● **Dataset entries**
——————————
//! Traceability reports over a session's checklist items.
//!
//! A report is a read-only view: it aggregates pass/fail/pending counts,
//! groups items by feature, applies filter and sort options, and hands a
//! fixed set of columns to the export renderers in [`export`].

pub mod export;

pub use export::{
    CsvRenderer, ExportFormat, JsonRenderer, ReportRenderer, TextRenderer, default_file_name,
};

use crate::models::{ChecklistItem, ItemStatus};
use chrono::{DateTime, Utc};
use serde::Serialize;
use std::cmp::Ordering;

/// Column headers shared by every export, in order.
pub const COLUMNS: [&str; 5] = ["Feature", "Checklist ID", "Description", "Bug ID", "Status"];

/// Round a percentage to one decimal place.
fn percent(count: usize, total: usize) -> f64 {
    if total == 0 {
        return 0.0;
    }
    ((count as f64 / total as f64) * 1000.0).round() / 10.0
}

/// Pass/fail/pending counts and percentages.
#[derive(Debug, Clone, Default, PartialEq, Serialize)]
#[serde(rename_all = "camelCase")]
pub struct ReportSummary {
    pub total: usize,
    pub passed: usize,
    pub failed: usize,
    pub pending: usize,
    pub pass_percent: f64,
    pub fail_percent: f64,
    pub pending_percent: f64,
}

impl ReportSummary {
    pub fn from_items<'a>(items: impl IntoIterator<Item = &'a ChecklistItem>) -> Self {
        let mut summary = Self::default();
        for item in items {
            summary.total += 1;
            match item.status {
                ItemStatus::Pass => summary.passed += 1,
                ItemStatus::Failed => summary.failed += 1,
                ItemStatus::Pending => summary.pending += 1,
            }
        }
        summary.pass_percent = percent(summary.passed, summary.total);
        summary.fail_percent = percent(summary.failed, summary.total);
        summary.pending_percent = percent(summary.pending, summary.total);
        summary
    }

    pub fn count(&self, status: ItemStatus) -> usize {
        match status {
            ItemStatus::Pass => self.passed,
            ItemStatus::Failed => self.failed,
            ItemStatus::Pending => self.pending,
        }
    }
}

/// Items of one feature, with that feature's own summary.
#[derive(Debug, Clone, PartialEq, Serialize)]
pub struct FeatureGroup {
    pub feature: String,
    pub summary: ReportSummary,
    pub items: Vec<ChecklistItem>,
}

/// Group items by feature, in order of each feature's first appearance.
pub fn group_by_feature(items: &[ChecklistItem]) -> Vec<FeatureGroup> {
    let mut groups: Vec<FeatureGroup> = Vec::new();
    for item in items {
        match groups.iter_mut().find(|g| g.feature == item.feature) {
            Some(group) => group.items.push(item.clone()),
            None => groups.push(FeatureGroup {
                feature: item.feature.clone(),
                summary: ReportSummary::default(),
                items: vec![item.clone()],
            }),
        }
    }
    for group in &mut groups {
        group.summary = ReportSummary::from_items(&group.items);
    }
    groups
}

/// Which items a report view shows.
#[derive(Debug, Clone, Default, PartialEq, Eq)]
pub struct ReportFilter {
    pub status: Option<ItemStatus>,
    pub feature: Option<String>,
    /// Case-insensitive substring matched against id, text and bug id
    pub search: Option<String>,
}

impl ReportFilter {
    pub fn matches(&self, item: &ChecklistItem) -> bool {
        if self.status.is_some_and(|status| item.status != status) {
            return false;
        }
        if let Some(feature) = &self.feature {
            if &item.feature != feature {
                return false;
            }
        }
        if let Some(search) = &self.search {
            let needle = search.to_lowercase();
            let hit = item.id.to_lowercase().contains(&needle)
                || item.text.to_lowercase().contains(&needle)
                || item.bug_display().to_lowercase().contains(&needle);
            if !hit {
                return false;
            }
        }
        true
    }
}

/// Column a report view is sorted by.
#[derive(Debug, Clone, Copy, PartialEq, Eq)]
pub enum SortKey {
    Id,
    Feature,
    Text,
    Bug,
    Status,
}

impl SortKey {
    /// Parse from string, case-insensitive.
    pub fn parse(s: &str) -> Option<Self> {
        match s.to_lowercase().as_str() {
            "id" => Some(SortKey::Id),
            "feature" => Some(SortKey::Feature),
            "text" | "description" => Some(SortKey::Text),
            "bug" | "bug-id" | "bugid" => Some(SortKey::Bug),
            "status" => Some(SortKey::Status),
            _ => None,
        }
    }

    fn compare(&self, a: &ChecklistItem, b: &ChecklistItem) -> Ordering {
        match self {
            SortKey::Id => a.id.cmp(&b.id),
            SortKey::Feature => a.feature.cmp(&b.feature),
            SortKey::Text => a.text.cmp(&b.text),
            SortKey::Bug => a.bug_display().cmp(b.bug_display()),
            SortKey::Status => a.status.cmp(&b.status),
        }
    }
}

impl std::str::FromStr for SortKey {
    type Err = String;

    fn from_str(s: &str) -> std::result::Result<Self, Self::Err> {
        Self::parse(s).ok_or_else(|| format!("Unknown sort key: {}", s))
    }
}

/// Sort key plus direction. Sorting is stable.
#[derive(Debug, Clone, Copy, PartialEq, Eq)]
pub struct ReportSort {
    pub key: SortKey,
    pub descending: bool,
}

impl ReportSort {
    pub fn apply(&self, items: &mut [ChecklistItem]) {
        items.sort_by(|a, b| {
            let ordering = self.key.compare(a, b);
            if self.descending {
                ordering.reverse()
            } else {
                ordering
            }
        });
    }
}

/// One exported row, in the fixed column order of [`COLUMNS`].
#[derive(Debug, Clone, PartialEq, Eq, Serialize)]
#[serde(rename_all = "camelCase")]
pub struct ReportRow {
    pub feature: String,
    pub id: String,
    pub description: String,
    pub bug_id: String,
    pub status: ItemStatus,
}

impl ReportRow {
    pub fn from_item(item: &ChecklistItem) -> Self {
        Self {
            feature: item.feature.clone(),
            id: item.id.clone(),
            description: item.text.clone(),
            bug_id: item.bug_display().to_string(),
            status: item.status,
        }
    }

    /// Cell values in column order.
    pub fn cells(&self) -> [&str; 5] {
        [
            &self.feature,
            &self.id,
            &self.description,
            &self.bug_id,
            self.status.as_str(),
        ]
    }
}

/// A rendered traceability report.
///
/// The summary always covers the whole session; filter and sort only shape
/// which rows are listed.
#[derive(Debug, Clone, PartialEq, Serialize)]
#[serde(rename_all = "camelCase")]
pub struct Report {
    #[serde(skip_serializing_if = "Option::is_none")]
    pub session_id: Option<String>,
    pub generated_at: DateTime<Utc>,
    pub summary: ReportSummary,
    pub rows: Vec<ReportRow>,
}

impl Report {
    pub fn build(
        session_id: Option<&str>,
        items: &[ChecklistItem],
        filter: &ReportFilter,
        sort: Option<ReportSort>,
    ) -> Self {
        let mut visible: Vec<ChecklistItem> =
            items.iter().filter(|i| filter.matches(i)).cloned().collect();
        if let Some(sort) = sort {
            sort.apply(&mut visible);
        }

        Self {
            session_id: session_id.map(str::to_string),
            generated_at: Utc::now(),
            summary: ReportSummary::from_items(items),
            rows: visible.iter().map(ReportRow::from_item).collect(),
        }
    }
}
——————————
● **Work to complete**
Could you retype every line of the data exactly?

● **Exercise solution**
//! Traceability reports over a session's checklist items.
//!
//! A report is a read-only view: it aggregates pass/fail/pending counts,
//! groups items by feature, applies filter and sort options, and hands a
//! fixed set of columns to the export renderers in [`export`].

pub mod export;

pub use export::{
    CsvRenderer, ExportFormat, JsonRenderer, ReportRenderer, TextRenderer, default_file_name,
};

use crate::models::{ChecklistItem, ItemStatus};
use chrono::{DateTime, Utc};
use serde::Serialize;
use std::cmp::Ordering;

/// Column headers shared by every export, in order.
pub const COLUMNS: [&str; 5] = ["Feature", "Checklist ID", "Description", "Bug ID", "Status"];

/// Round a percentage to one decimal place.
fn percent(count: usize, total: usize) -> f64 {
    if total == 0 {
        return 0.0;
    }
    ((count as f64 / total as f64) * 1000.0).round() / 10.0
}

/// Pass/fail/pending counts and percentages.
#[derive(Debug, Clone, Default, PartialEq, Serialize)]
#[serde(rename_all = "camelCase")]
pub struct ReportSummary {
    pub total: usize,
    pub passed: usize,
    pub failed: usize,
    pub pending: usize,
    pub pass_percent: f64,
    pub fail_percent: f64,
    pub pending_percent: f64,
}

impl ReportSummary {
    pub fn from_items<'a>(items: impl IntoIterator<Item = &'a ChecklistItem>) -> Self {
        let mut summary = Self::default();
        for item in items {
            summary.total += 1;
            match item.status {
                ItemStatus::Pass => summary.passed += 1,
                ItemStatus::Failed => summary.failed += 1,
                ItemStatus::Pending => summary.pending += 1,
            }
        }
        summary.pass_percent = percent(summary.passed, summary.total);
        summary.fail_percent = percent(summary.failed, summary.total);
        summary.pending_percent = percent(summary.pending, summary.total);
        summary
    }

    pub fn count(&self, status: ItemStatus) -> usize {
        match status {
            ItemStatus::Pass => self.passed,
            ItemStatus::Failed => self.failed,
            ItemStatus::Pending => self.pending,
        }
    }
}

/// Items of one feature, with that feature's own summary.
#[derive(Debug, Clone, PartialEq, Serialize)]
pub struct FeatureGroup {
    pub feature: String,
    pub summary: ReportSummary,
    pub items: Vec<ChecklistItem>,
}

/// Group items by feature, in order of each feature's first appearance.
pub fn group_by_feature(items: &[ChecklistItem]) -> Vec<FeatureGroup> {
    let mut groups: Vec<FeatureGroup> = Vec::new();
    for item in items {
        match groups.iter_mut().find(|g| g.feature == item.feature) {
            Some(group) => group.items.push(item.clone()),
            None => groups.push(FeatureGroup {
                feature: item.feature.clone(),
                summary: ReportSummary::default(),
                items: vec![item.clone()],
            }),
        }
    }
    for group in &mut groups {
        group.summary = ReportSummary::from_items(&group.items);
    }
    groups
}

/// Which items a report view shows.
#[derive(Debug, Clone, Default, PartialEq, Eq)]
pub struct ReportFilter {
    pub status: Option<ItemStatus>,
    pub feature: Option<String>,
    /// Case-insensitive substring matched against id, text and bug id
    pub search: Option<String>,
}

impl ReportFilter {
    pub fn matches(&self, item: &ChecklistItem) -> bool {
        if self.status.is_some_and(|status| item.status != status) {
            return false;
        }
        if let Some(feature) = &self.feature {
            if &item.feature != feature {
                return false;
            }
        }
        if let Some(search) = &self.search {
            let needle = search.to_lowercase();
            let hit = item.id.to_lowercase().contains(&needle)
                || item.text.to_lowercase().contains(&needle)
                || item.bug_display().to_lowercase().contains(&needle);
            if !hit {
                return false;
            }
        }
        true
    }
}

/// Column a report view is sorted by.
#[derive(Debug, Clone, Copy, PartialEq, Eq)]
pub enum SortKey {
    Id,
    Feature,
    Text,
    Bug,
    Status,
}

impl SortKey {
    /// Parse from string, case-insensitive.
    pub fn parse(s: &str) -> Option<Self> {
        match s.to_lowercase().as_str() {
            "id" => Some(SortKey::Id),
            "feature" => Some(SortKey::Feature),
            "text" | "description" => Some(SortKey::Text),
            "bug" | "bug-id" | "bugid" => Some(SortKey::Bug),
            "status" => Some(SortKey::Status),
            _ => None,
        }
    }

    fn compare(&self, a: &ChecklistItem, b: &ChecklistItem) -> Ordering {
        match self {
            SortKey::Id => a.id.cmp(&b.id),
            SortKey::Feature => a.feature.cmp(&b.feature),
            SortKey::Text => a.text.cmp(&b.text),
            SortKey::Bug => a.bug_display().cmp(b.bug_display()),
            SortKey::Status => a.status.cmp(&b.status),
        }
    }
}

impl std::str::FromStr for SortKey {
    type Err = String;

    fn from_str(s: &str) -> std::result::Result<Self, Self::Err> {
        Self::parse(s).ok_or_else(|| format!("Unknown sort key: {}", s))
    }
}

/// Sort key plus direction. Sorting is stable.
#[derive(Debug, Clone, Copy, PartialEq, Eq)]
pub struct ReportSort {
    pub key: SortKey,
    pub descending: bool,
}

impl ReportSort {
    pub fn apply(&self, items: &mut [ChecklistItem]) {
        items.sort_by(|a, b| {
            let ordering = self.key.compare(a, b);
            if self.descending {
                ordering.reverse()
            } else {
                ordering
            }
        });
    }
}

/// One exported row, in the fixed column order of [`COLUMNS`].
#[derive(Debug, Clone, PartialEq, Eq, Serialize)]
#[serde(rename_all = "camelCase")]
pub struct ReportRow {
    pub feature: String,
    pub id: String,
    pub description: String,
    pub bug_id: String,
    pub status: ItemStatus,
}

impl ReportRow {
    pub fn from_item(item: &ChecklistItem) -> Self {
        Self {
            feature: item.feature.clone(),
            id: item.id.clone(),
            description: item.text.clone(),
            bug_id: item.bug_display().to_string(),
            status: item.status,
        }
    }

    /// Cell values in column order.
    pub fn cells(&self) -> [&str; 5] {
        [
            &self.feature,
            &self.id,
            &self.description,
            &self.bug_id,
            self.status.as_str(),
        ]
    }
}

/// A rendered traceability report.
///
/// The summary always covers the whole session; filter and sort only shape
/// which rows are listed.
#[derive(Debug, Clone, PartialEq, Serialize)]
#[serde(rename_all = "camelCase")]
pub struct Report {
    #[serde(skip_serializing_if = "Option::is_none")]
    pub session_id: Option<String>,
    pub generated_at: DateTime<Utc>,
    pub summary: ReportSummary,
    pub rows: Vec<ReportRow>,
}

impl Report {
    pub fn build(
        session_id: Option<&str>,
        items: &[ChecklistItem],
        filter: &ReportFilter,
        sort: Option<ReportSort>,
    ) -> Self {
        let mut visible: Vec<ChecklistItem> =
            items.iter().filter(|i| filter.matches(i)).cloned().collect();
        if let Some(sort) = sort {
            sort.apply(&mut visible);
        }

        Self {
            session_id: session_id.map(str::to_string),
            generated_at: Utc::now(),
            summary: ReportSummary::from_items(items),
            rows: visible.iter().map(ReportRow::from_item).collect(),
        }
    }
}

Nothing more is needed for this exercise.